• What to do: Provide only the number of lines in the following data that contain "surname".

• Raw data:
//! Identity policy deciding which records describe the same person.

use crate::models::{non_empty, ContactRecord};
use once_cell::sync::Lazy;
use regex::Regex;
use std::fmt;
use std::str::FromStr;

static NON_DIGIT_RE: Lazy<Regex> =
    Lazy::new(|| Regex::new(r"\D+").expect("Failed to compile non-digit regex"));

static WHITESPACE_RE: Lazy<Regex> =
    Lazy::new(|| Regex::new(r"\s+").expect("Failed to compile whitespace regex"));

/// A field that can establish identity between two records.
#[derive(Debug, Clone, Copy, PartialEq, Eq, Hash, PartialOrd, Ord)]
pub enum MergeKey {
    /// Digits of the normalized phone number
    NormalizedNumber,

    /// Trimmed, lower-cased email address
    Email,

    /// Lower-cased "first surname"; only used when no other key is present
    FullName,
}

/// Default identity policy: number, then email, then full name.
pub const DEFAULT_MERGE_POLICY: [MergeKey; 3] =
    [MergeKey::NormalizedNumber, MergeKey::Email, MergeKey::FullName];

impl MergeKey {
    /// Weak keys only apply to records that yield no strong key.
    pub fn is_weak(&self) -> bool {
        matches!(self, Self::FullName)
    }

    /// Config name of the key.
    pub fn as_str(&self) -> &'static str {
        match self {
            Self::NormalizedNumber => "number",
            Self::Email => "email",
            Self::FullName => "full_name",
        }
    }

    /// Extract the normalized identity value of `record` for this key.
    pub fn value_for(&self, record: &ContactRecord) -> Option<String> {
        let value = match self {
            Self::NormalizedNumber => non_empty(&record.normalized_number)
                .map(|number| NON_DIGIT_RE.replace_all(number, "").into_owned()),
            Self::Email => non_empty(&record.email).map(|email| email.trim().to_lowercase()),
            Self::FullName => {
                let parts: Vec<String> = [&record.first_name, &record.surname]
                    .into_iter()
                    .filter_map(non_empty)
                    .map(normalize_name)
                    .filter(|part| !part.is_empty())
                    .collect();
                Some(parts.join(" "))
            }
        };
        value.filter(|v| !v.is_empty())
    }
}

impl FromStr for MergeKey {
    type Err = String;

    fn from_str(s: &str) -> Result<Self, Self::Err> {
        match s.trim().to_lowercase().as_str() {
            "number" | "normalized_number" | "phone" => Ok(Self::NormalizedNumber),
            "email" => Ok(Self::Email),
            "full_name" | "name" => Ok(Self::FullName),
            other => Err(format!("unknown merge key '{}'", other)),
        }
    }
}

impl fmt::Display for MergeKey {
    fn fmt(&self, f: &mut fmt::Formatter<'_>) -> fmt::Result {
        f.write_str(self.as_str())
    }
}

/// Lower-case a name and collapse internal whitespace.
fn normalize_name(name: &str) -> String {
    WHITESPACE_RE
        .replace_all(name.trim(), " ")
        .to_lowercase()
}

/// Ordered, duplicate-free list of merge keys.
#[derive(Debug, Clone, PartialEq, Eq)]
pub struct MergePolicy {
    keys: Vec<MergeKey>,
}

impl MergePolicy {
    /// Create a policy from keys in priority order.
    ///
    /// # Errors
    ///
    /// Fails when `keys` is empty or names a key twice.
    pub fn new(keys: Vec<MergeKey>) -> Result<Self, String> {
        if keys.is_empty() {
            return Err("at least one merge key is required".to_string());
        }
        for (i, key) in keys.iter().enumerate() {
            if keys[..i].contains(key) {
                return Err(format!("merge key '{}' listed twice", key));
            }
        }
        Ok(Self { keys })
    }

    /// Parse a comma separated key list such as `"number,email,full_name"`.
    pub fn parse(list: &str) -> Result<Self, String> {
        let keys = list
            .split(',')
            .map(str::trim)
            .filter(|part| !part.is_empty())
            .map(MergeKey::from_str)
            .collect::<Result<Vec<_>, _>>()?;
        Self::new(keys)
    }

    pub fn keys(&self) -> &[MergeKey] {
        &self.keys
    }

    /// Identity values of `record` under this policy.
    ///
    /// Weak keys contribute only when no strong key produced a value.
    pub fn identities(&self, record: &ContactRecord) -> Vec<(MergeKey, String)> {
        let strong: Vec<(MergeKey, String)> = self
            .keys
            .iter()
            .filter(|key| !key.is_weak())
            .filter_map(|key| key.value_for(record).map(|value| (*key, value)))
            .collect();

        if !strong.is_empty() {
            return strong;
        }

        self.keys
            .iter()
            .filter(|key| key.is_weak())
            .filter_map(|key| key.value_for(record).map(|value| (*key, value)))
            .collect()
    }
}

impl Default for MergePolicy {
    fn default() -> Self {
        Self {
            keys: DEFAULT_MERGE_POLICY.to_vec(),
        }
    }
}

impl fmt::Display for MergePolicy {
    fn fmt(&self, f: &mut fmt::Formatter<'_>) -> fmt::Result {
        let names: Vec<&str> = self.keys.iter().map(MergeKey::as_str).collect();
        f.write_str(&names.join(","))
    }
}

• Response: 2